■ **Material provided**
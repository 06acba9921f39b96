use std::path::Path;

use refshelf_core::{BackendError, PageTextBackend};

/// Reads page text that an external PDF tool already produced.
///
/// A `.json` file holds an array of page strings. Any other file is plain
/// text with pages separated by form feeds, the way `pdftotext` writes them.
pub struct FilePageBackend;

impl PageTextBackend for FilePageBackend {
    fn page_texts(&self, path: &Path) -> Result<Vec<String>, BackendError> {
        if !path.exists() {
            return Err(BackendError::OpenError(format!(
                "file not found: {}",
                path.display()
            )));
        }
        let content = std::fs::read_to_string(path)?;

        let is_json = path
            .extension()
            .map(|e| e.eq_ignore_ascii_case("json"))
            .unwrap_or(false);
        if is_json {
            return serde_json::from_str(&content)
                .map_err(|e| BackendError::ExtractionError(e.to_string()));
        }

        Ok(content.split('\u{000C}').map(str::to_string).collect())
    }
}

■ **About this exercise**
Restate exactly each line of the data from the one bearing "let content = std::fs::read_to_string(path)?;" to the end, and add nothing.

■ **Answer to this exercise**
        let content = std::fs::read_to_string(path)?;

        let is_json = path
            .extension()
            .map(|e| e.eq_ignore_ascii_case("json"))
            .unwrap_or(false);
        if is_json {
            return serde_json::from_str(&content)
                .map_err(|e| BackendError::ExtractionError(e.to_string()));
        }

        Ok(content.split('\u{000C}').map(str::to_string).collect())
    }
}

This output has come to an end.